Oh, hey there! In case you wasted your entire weekend sitting idly by the phone awaiting news of our little man's arrival, I regret to inform you he did not make his appearance into the world this weekend. We are STILL waiting for one baby boy to show up to the party over here.
Friday was my 40 week doctor's appointment and let's just say, I was a teeny bit upset afterwards. I learned my body had done little to progress labor along the last few weeks and to say I was disappointed would be an understatement. Of course, the emotions of being 40 weeks pregnant and ready to meet my son finally caught up to me. I held back tears on the drive home from the doctor and tried my best to reassure myself that I won't be pregnant forever. But dang it, as I watch the days past our "expected due date" tick by on the calendar, it's hard to listen to reason, you know? Andi came home from Tory's music class late Friday morning and I said screw it, let's go to the cabin! And we did. (Yes, we're nuts but spoiler alert, not that nuts because a Certain Baby Boy never did show up this weekend).
So, Andi, Tory and I threw some clothes into a suitcase and hopped in the car in route to the lake cabin on Friday. Honestly, I felt perfectly fine and had maybe two contractions all day Friday. That's even after my doctor stripped my membranes at my appointment Friday morning, so clearly nothing was progressing labor-wise. I get it; I make waaay too comfortable of a home for my babies and they never want to come out. (To be honest, I'm a little nervous if this baby boy turns out to be as attached to his mother as his sister is/was. Help!).
We bought some new kitchen appliances for the cabin, so we stopped at Menards and picked those up on our drive. I told Andi, I draw the line at hauling a refrigerator up two flights of stairs to install it. (An inside joke between us as Andi once convinced me to help him carry a queen-size mattress across a busy street when I was hugely pregnant with Tory).
Our visit at the cabin turned out to be just what the doctor ordered. (Actually, no, I doubt my OB would have been behind me skipping town at 40w4d pregnant and driving 1 1/2 hours away into rural Wisconsin, but whatev's - it's fine!). We relaxed at the cabin, completed some projects on Andi's cabin to-do list and best of all, took our minds off (not) having a baby.

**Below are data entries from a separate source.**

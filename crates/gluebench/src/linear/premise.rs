//! Premises: indexed glue terms paired with their meaning side

use serde::{Deserialize, Serialize};
use std::collections::HashSet;
use std::fmt;

use crate::linear::Term;
use crate::semantics::Meaning;

/// A sequent premise: a glue term, the set of premise indices it consumed,
/// and the meaning derived alongside it.
///
/// The index set is the linear-logic resource accounting: two premises may
/// only combine when their sets are disjoint, and a solution is a premise
/// whose set covers the whole sequent.
#[derive(Debug, Clone, Serialize, Deserialize)]
pub struct Premise<M: Meaning> {
    pub premise_ids: HashSet<usize>,
    pub glue: Term,
    pub meaning: Option<M>,
    /// The functor/argument pair this premise was derived from, if any
    pub derived_from: Option<Box<(Premise<M>, Premise<M>)>>,
}

impl<M: Meaning> Premise<M> {
    pub fn new(id: usize, glue: Term, meaning: Option<M>) -> Self {
        Premise::with_ids(HashSet::from([id]), glue, meaning)
    }

    pub fn with_ids(premise_ids: HashSet<usize>, mut glue: Term, meaning: Option<M>) -> Self {
        // a term entering the derivation takes the consumer role
        glue.polarity = true;
        Premise {
            premise_ids,
            glue,
            meaning,
            derived_from: None,
        }
    }

    pub fn is_derived(&self) -> bool {
        self.derived_from.is_some()
    }
}

/// Two premises are the same resource when they consumed the same indices
impl<M: Meaning> PartialEq for Premise<M> {
    fn eq(&self, other: &Self) -> bool {
        self.premise_ids == other.premise_ids
    }
}

impl<M: Meaning> Eq for Premise<M> {}

impl<M: Meaning> fmt::Display for Premise<M> {
    fn fmt(&self, f: &mut fmt::Formatter<'_>) -> fmt::Result {
        let mut ids: Vec<usize> = self.premise_ids.iter().copied().collect();
        ids.sort_unstable();
        write!(f, "{{")?;
        for (i, id) in ids.iter().enumerate() {
            if i > 0 {
                write!(f, ",")?;
            }
            write!(f, "{}", id)?;
        }
        write!(f, "}} {}", self.glue)?;
        if let Some(meaning) = &self.meaning {
            write!(f, " : {}", meaning)?;
        }
        Ok(())
    }
}
//! A small simply-typed lambda language for meaning expressions
//!
//! Application performs one outermost beta step when the functor is an
//! abstraction; anything deeper is left for an external evaluator.

use serde::{Deserialize, Serialize};
use std::fmt;

use crate::semantics::{Meaning, SemSort, VarNamer};

#[derive(Debug, Clone, PartialEq, Eq, Serialize, Deserialize)]
pub enum Expr {
    Var(String),
    Const(String),
    Pred(String, Vec<Expr>),
    Abs(String, Box<Expr>),
    App(Box<Expr>, Box<Expr>),
}

impl Expr {
    pub fn var(name: impl Into<String>) -> Self {
        Expr::Var(name.into())
    }

    pub fn constant(name: impl Into<String>) -> Self {
        Expr::Const(name.into())
    }

    pub fn pred(name: impl Into<String>, args: Vec<Expr>) -> Self {
        Expr::Pred(name.into(), args)
    }

    pub fn abs(var: impl Into<String>, body: Expr) -> Self {
        Expr::Abs(var.into(), Box::new(body))
    }

    /// Replace free occurrences of `name` by `value`. Fresh bound-variable
    /// names come from one session-wide namer, so capture cannot arise.
    fn substitute(&self, name: &str, value: &Expr) -> Expr {
        match self {
            Expr::Var(v) if v == name => value.clone(),
            Expr::Var(_) | Expr::Const(_) => self.clone(),
            Expr::Pred(p, args) => Expr::Pred(
                p.clone(),
                args.iter().map(|a| a.substitute(name, value)).collect(),
            ),
            Expr::Abs(bound, body) => {
                if bound == name {
                    self.clone()
                } else {
                    Expr::Abs(bound.clone(), Box::new(body.substitute(name, value)))
                }
            }
            Expr::App(func, arg) => Expr::App(
                Box::new(func.substitute(name, value)),
                Box::new(arg.substitute(name, value)),
            ),
        }
    }
}

impl Meaning for Expr {
    type Var = String;

    fn fresh_var(namer: &mut VarNamer, _sort: &SemSort) -> String {
        namer.fresh()
    }

    fn var_expr(var: &String) -> Self {
        Expr::Var(var.clone())
    }

    fn apply(&self, argument: &Self) -> Self {
        match self {
            Expr::Abs(bound, body) => body.substitute(bound, argument),
            _ => Expr::App(Box::new(self.clone()), Box::new(argument.clone())),
        }
    }

    fn abstract_over(var: &String, body: &Self) -> Self {
        Expr::Abs(var.clone(), Box::new(body.clone()))
    }
}

impl fmt::Display for Expr {
    fn fmt(&self, f: &mut fmt::Formatter<'_>) -> fmt::Result {
        match self {
            Expr::Var(v) => write!(f, "{}", v),
            Expr::Const(c) => write!(f, "{}", c),
            Expr::Pred(p, args) => {
                write!(f, "{}(", p)?;
                for (i, arg) in args.iter().enumerate() {
                    if i > 0 {
                        write!(f, ",")?;
                    }
                    write!(f, "{}", arg)?;
                }
                write!(f, ")")
            }
            Expr::Abs(v, body) => write!(f, "\u{03BB}{}.{}", v, body),
            Expr::App(func, arg) => match func.as_ref() {
                Expr::Abs(..) => write!(f, "({})({})", func, arg),
                _ => write!(f, "{}({})", func, arg),
            },
        }
    }
}

#[cfg(test)]
mod tests {
    use super::*;

    #[test]
    fn test_application_beta_reduces_abstractions() {
        let func = Expr::abs("x", Expr::pred("sleep", vec![Expr::var("x")]));
        let result = func.apply(&Expr::constant("john"));
        assert_eq!(result, Expr::pred("sleep", vec![Expr::constant("john")]));
        assert_eq!(result.to_string(), "sleep(john)");
    }

    #[test]
    fn test_application_to_non_abstraction_stays_symbolic() {
        let result = Expr::var("P").apply(&Expr::constant("john"));
        assert_eq!(result.to_string(), "P(john)");
    }

    #[test]
    fn test_substitution_respects_shadowing() {
        // λx.P(x) has no free x, so substituting for x is a no-op
        let func = Expr::abs("x", Expr::pred("P", vec![Expr::var("x")]));
        let same = func.substitute("x", &Expr::constant("john"));
        assert_eq!(func, same);
    }

    #[test]
    fn test_abstraction_display() {
        let expr = Expr::abs(
            "u1",
            Expr::var("P").apply(&Expr::var("u1")),
        );
        assert_eq!(expr.to_string(), "\u{03BB}u1.P(u1)");
    }
}
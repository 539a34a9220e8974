//! The linear-logic term model: glue terms, premises, and sequents

mod premise;
mod sequent;
mod term;

pub use premise::Premise;
pub use sequent::Sequent;
pub use term::{
    Atom, AtomKind, AssumptionId, Formula, Operator, ResourceState, Sort, Term, TermNode,
};
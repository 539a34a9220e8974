//! Linear-implication elimination
//!
//! `combine_premises` is the single inference rule of the search: a functor
//! whose antecedent matches an argument yields its consequent, consuming
//! both operands' premise indices. A `None` result is ordinary control flow;
//! only an inconsistent variable binding is an error, and whether that
//! aborts the search is the caller's policy decision.

use indexmap::IndexSet;
use std::collections::HashMap;

use crate::error::BindingConflict;
use crate::linear::{AssumptionId, Premise, ResourceState, Term};
use crate::semantics::Meaning;
use crate::unification::check_duplicate_binding;

/// Attempt one elimination step with `functor` as the implication.
///
/// `assumption_vars` maps discharge tags to the meaning variables minted
/// when the corresponding assumptions were extracted; discharging a tag
/// abstracts its variable over the argument's meaning.
pub(crate) fn combine_premises<M: Meaning>(
    functor: &Premise<M>,
    argument: &Premise<M>,
    assumption_vars: &HashMap<AssumptionId, M::Var>,
) -> Result<Option<Premise<M>>, BindingConflict> {
    let formula = match functor.glue.as_formula() {
        Some(f) => f,
        None => return Ok(None),
    };

    let equalities = match formula.lhs.compatible(&argument.glue) {
        Some(eqs) => eqs,
        None => return Ok(None),
    };
    if equalities.len() > 1 {
        if let Some(conflict) = check_duplicate_binding(&equalities) {
            return Err(conflict);
        }
    }

    // bindings rewrite the whole functor so the consequent is instantiated too
    let functor_glue = equalities
        .iter()
        .fold(functor.glue.clone(), |glue, eq| glue.instantiate(eq));
    // instantiate returns a copy, so the borrow can be re-taken safely
    let formula = match functor_glue.as_formula() {
        Some(f) => f,
        None => return Ok(None),
    };

    let func_assumptions = &functor_glue.assumptions;
    let func_discharges = &functor_glue.discharges;
    let arg_assumptions = &argument.glue.assumptions;
    let arg_discharges = &argument.glue.discharges;

    let mut combined = if func_discharges.is_empty() && arg_discharges.is_empty() {
        if func_assumptions.is_empty() && arg_assumptions.is_empty() {
            // plain modus ponens
            let result = match combine_disjoint(formula.lhs.clone(), &formula.rhs, functor, argument)
            {
                Some(r) => r,
                None => return Ok(None),
            };
            let meaning = apply_meanings(functor, argument);
            Premise {
                meaning,
                ..result
            }
        } else {
            // open assumptions ride along on the new consequent
            let mut result = match combine_disjoint(formula.lhs.clone(), &formula.rhs, functor, argument)
            {
                Some(r) => r,
                None => return Ok(None),
            };
            let mut carried: IndexSet<AssumptionId> = arg_assumptions.clone();
            carried.extend(func_assumptions.iter().copied());
            result.glue.assumptions = carried;
            result.glue.state = ResourceState::Bound;
            let meaning = apply_meanings(functor, argument);
            Premise {
                meaning,
                ..result
            }
        }
    } else if !func_discharges.is_empty() {
        // every obligation must be met by an assumption the argument carries
        if !func_discharges.iter().all(|tag| arg_assumptions.contains(tag)) {
            return Ok(None);
        }
        let mut result = match combine_disjoint(formula.lhs.clone(), &formula.rhs, functor, argument)
        {
            Some(r) => r,
            None => return Ok(None),
        };
        let mut remaining: IndexSet<AssumptionId> = arg_assumptions.clone();
        remaining.extend(func_assumptions.iter().copied());
        remaining.retain(|tag| !func_discharges.contains(tag));
        result.glue.assumptions = remaining;
        result.glue.discharges = IndexSet::new();
        result.glue.state = ResourceState::Discharged;

        let meaning = match (&functor.meaning, &argument.meaning) {
            (Some(func), Some(arg)) => {
                let mut body = arg.clone();
                for tag in func_discharges {
                    if let Some(var) = assumption_vars.get(tag) {
                        body = M::abstract_over(var, &body);
                    }
                }
                Some(func.apply(&body))
            }
            _ => None,
        };
        Premise { meaning, ..result }
    } else {
        // an argument with undischarged obligations cannot be consumed
        return Ok(None);
    };

    combined.derived_from = Some(Box::new((functor.clone(), argument.clone())));
    Ok(Some(combined))
}

/// The linearity core: the instantiated antecedent must exactly match the
/// argument and the two index sets must be disjoint. On success the result
/// premise holds a copy of the consequent and the union of the indices.
fn combine_disjoint<M: Meaning>(
    functor_lhs: Term,
    functor_rhs: &Term,
    functor: &Premise<M>,
    argument: &Premise<M>,
) -> Option<Premise<M>> {
    if !functor_lhs.equivalent(&argument.glue) {
        return None;
    }
    if !functor.premise_ids.is_disjoint(&argument.premise_ids) {
        return None;
    }
    let ids = functor
        .premise_ids
        .union(&argument.premise_ids)
        .copied()
        .collect();
    Some(Premise::with_ids(ids, functor_rhs.clone(), None))
}

fn apply_meanings<M: Meaning>(functor: &Premise<M>, argument: &Premise<M>) -> Option<M> {
    match (&functor.meaning, &argument.meaning) {
        (Some(func), Some(arg)) => Some(func.apply(arg)),
        _ => None,
    }
}

#[cfg(test)]
mod tests {
    use super::*;
    use crate::linear::Sort;
    use crate::semantics::lambda::Expr;
    use std::collections::HashSet;

    fn no_vars() -> HashMap<AssumptionId, String> {
        HashMap::new()
    }

    #[test]
    fn test_modus_ponens() {
        let functor: Premise<Expr> = Premise::new(
            0,
            Term::implication(
                Term::constant("a", Sort::Entity),
                Term::constant("b", Sort::Truth),
            ),
            Some(Expr::abs("x", Expr::pred("sleep", vec![Expr::var("x")]))),
        );
        let argument: Premise<Expr> =
            Premise::new(1, Term::constant("a", Sort::Entity), Some(Expr::constant("john")));

        let result = combine_premises(&functor, &argument, &no_vars())
            .unwrap()
            .unwrap();
        assert_eq!(result.glue.to_string(), "b");
        assert_eq!(result.premise_ids, HashSet::from([0, 1]));
        assert_eq!(result.meaning.as_ref().unwrap().to_string(), "sleep(john)");
        assert!(result.is_derived());
    }

    #[test]
    fn test_shared_indices_block_combination() {
        let functor: Premise<Expr> = Premise::new(
            0,
            Term::implication(
                Term::constant("a", Sort::Entity),
                Term::constant("b", Sort::Truth),
            ),
            None,
        );
        let argument: Premise<Expr> = Premise::new(0, Term::constant("a", Sort::Entity), None);
        assert!(combine_premises(&functor, &argument, &no_vars())
            .unwrap()
            .is_none());
    }

    #[test]
    fn test_atomic_functor_never_combines() {
        let functor: Premise<Expr> = Premise::new(0, Term::constant("a", Sort::Entity), None);
        let argument: Premise<Expr> = Premise::new(1, Term::constant("a", Sort::Entity), None);
        assert!(combine_premises(&functor, &argument, &no_vars())
            .unwrap()
            .is_none());
    }

    #[test]
    fn test_variable_functor_instantiates_consequent() {
        // (X ⊸ f(X)) applied to g yields an instantiated consequent
        let x = crate::linear::Atom {
            name: "X".into(),
            sort: Sort::Entity,
            kind: crate::linear::AtomKind::Variable,
        };
        let functor: Premise<Expr> = Premise::new(
            0,
            Term::quantified(
                x,
                Term::variable("X", Sort::Entity),
                Term::implication(
                    Term::variable("X", Sort::Entity),
                    Term::constant("f", Sort::Truth),
                ),
            ),
            None,
        );
        let argument: Premise<Expr> = Premise::new(1, Term::constant("g", Sort::Entity), None);

        let result = combine_premises(&functor, &argument, &no_vars())
            .unwrap()
            .unwrap();
        assert_eq!(result.glue.to_string(), "(g \u{22B8} f)");
    }

    #[test]
    fn test_duplicate_binding_is_reported() {
        // functor antecedent (X ⊸ X) against argument (g ⊸ h) binds X twice
        let functor: Premise<Expr> = Premise::new(
            0,
            Term::implication(
                Term::implication(
                    Term::variable("X", Sort::Entity),
                    Term::variable("X", Sort::Entity),
                ),
                Term::constant("f", Sort::Truth),
            ),
            None,
        );
        let argument: Premise<Expr> = Premise::new(
            1,
            Term::implication(
                Term::constant("g", Sort::Entity),
                Term::constant("h", Sort::Entity),
            ),
            None,
        );

        let conflict = combine_premises(&functor, &argument, &no_vars()).unwrap_err();
        assert_eq!(conflict.variable.name, "X");
    }

    #[test]
    fn test_assumptions_ride_along() {
        let functor: Premise<Expr> = Premise::new(
            0,
            Term::implication(
                Term::constant("a", Sort::Entity),
                Term::constant("b", Sort::Truth),
            ),
            None,
        );
        let mut hyp = Term::constant("a", Sort::Entity);
        hyp.state = ResourceState::OpenAssumption;
        hyp.assumptions.insert(AssumptionId(0));
        let argument: Premise<Expr> = Premise::new(1, hyp, None);

        let result = combine_premises(&functor, &argument, &no_vars())
            .unwrap()
            .unwrap();
        assert_eq!(result.glue.to_string(), "b{A0}");
        assert_eq!(result.glue.state, ResourceState::Bound);
    }

    #[test]
    fn test_discharge_consumes_matching_assumptions() {
        // functor (b[A0] ⊸ c) against argument b{A0,A1}: A0 is discharged,
        // A1 survives
        let mut dep = Term::implication(
            Term::constant("b", Sort::Truth),
            Term::constant("c", Sort::Truth),
        );
        dep.discharges.insert(AssumptionId(0));
        let functor: Premise<Expr> = Premise::new(0, dep, Some(Expr::var("Q")));

        let mut arg_glue = Term::constant("b", Sort::Truth);
        arg_glue.assumptions.insert(AssumptionId(0));
        arg_glue.assumptions.insert(AssumptionId(1));
        let argument: Premise<Expr> = Premise::new(1, arg_glue, Some(Expr::var("P")));

        let vars = HashMap::from([
            (AssumptionId(0), "u1".to_string()),
            (AssumptionId(1), "u2".to_string()),
        ]);
        let result = combine_premises(&functor, &argument, &vars)
            .unwrap()
            .unwrap();
        assert_eq!(result.glue.to_string(), "c{A1}");
        assert_eq!(result.glue.state, ResourceState::Discharged);
        assert_eq!(result.meaning.unwrap().to_string(), "Q(\u{03BB}u1.P)");
    }

    #[test]
    fn test_unmet_discharge_blocks_combination() {
        let mut dep = Term::implication(
            Term::constant("b", Sort::Truth),
            Term::constant("c", Sort::Truth),
        );
        dep.discharges.insert(AssumptionId(0));
        let functor: Premise<Expr> = Premise::new(0, dep, None);
        let argument: Premise<Expr> = Premise::new(1, Term::constant("b", Sort::Truth), None);
        assert!(combine_premises(&functor, &argument, &no_vars())
            .unwrap()
            .is_none());
    }

    #[test]
    fn test_argument_with_obligations_is_rejected() {
        let functor: Premise<Expr> = Premise::new(
            0,
            Term::implication(
                Term::implication(
                    Term::constant("b", Sort::Truth),
                    Term::constant("c", Sort::Truth),
                ),
                Term::constant("d", Sort::Truth),
            ),
            None,
        );
        let mut arg_glue = Term::implication(
            Term::constant("b", Sort::Truth),
            Term::constant("c", Sort::Truth),
        );
        arg_glue.discharges.insert(AssumptionId(0));
        let argument: Premise<Expr> = Premise::new(1, arg_glue, None);
        assert!(combine_premises(&functor, &argument, &no_vars())
            .unwrap()
            .is_none());
    }
}
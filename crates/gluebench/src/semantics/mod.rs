//! The meaning side of derivations
//!
//! The prover never inspects meaning expressions. Everything it needs is
//! behind the [`Meaning`] trait: mint a variable, apply, abstract. The
//! [`lambda`] module provides the expression language used by default.

pub mod lambda;

use serde::{Deserialize, Serialize};
use std::fmt;

use crate::linear::{Sort, Term, TermNode};

/// Semantic type of a meaning expression, the homomorphic image of a glue
/// term under [`meaning_sort`].
#[derive(Debug, Clone, PartialEq, Eq, Serialize, Deserialize)]
pub enum SemSort {
    E,
    T,
    Fun(Box<SemSort>, Box<SemSort>),
}

impl fmt::Display for SemSort {
    fn fmt(&self, f: &mut fmt::Formatter<'_>) -> fmt::Result {
        match self {
            SemSort::E => write!(f, "e"),
            SemSort::T => write!(f, "t"),
            SemSort::Fun(from, to) => write!(f, "<{},{}>", from, to),
        }
    }
}

/// The semantic type a meaning paired with this glue term must have
pub fn meaning_sort(term: &Term) -> SemSort {
    match &term.node {
        TermNode::Atom(a) => match a.sort {
            Sort::Entity => SemSort::E,
            Sort::Truth => SemSort::T,
        },
        TermNode::Formula(f) => SemSort::Fun(
            Box::new(meaning_sort(&f.lhs)),
            Box::new(meaning_sort(&f.rhs)),
        ),
    }
}

/// Mints bound-variable names unique within one search session
#[derive(Debug, Clone, Default)]
pub struct VarNamer {
    counter: usize,
}

impl VarNamer {
    pub fn new() -> Self {
        VarNamer::default()
    }

    pub fn fresh(&mut self) -> String {
        self.counter += 1;
        format!("u{}", self.counter)
    }
}

/// What the prover requires of a meaning language
pub trait Meaning: Clone + fmt::Debug + fmt::Display {
    /// A bound variable of the language
    type Var: Clone + fmt::Debug;

    /// Mint a fresh variable of the given semantic type
    fn fresh_var(namer: &mut VarNamer, sort: &SemSort) -> Self::Var;

    /// The expression consisting of one variable occurrence
    fn var_expr(var: &Self::Var) -> Self;

    /// Apply this (function) meaning to an argument meaning
    fn apply(&self, argument: &Self) -> Self;

    /// Abstract the body over a variable
    fn abstract_over(var: &Self::Var, body: &Self) -> Self;
}
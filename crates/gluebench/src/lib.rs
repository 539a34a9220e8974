//! gluebench: a resource-sensitive prover for linear-logic glue semantics
//!
//! The crate derives target formulas from a multiset of linear-logic
//! premises by exhaustive proof search, carrying a meaning expression
//! through every step so a finished derivation also yields a semantic
//! term. Nested implications are flattened by Hepple-style compilation
//! into assumptions and discharge obligations before search begins.
//!
//! ```
//! use gluebench::linear::{Sequent, Sort, Term};
//! use gluebench::prover::Prover;
//! use gluebench::semantics::lambda::Expr;
//!
//! let sequent: Sequent<Expr> = Sequent::new(vec![
//!     (Term::constant("g", Sort::Entity), Some(Expr::constant("john"))),
//!     (
//!         Term::implication(
//!             Term::constant("g", Sort::Entity),
//!             Term::constant("f", Sort::Truth),
//!         ),
//!         Some(Expr::abs("x", Expr::pred("sleep", vec![Expr::var("x")]))),
//!     ),
//! ]);
//!
//! let mut prover: Prover<Expr> = Prover::default();
//! let solutions = prover.deduce(sequent).unwrap();
//! assert_eq!(solutions[0].meaning.as_ref().unwrap().to_string(), "sleep(john)");
//! ```

mod compile;
pub mod error;
pub mod inference;
pub mod json;
pub mod linear;
pub mod prover;
pub mod semantics;
pub mod unification;

pub use error::ProverError;
pub use inference::Proof;
pub use linear::{Premise, Sequent, Term};
pub use prover::{BindingPolicy, Prover, ProverConfig};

Andi and I decided we were probably pushing our luck, so we drove back to the Cities Saturday evening. On the way home, Andi talked to his mom on the phone and she volunteered to keep Tory overnight so we could have an evening to ourselves. Of course we jumped on the opportunity to have one last kid-free night (in our own home, no less!). We dropped Tory off at Grandma's house, ordered take-out and were in bed by 9:00pm. Bliss!
Still no baby Sunday (and hardly any contractions or discomfort on the labor-side of things), so I finally broke down and put up my Christmas decorations. I felt guilty for taking down my harvest decor before the Thanksgiving holiday arrives, but I had the time yesterday and I definitely won't have the time in a few weeks, so.... Plus, my parents are coming to visit tomorrow and they've never seen my house decorated for Christmas in all the years I've lived away from home. It's fun and festive, it occupied my mind while I wasn't having a baby yesterday, and my house smells like Christmas. No complaints here.
Today's Induction Day. These are the last few hours Baby Boy can make his arrival before I'm admitted into the hospital tonight at 6:00pm. The nerves of it all are finally starting to hit me. I'm having a baby today (or likely, tomorrow or Wednesday as inductions take some time). Andi assured me last night "everything will be fine." Heh. Easy for the guy holding the camera to say.
Honestly, I know they'll be fine. God's watching over us and I know I've got the prayers and good wishes of many family and friends across the world thinking of us. In a few short hours, we'll be holding our baby boy in our arms and all this waiting stuff will be a distant memory.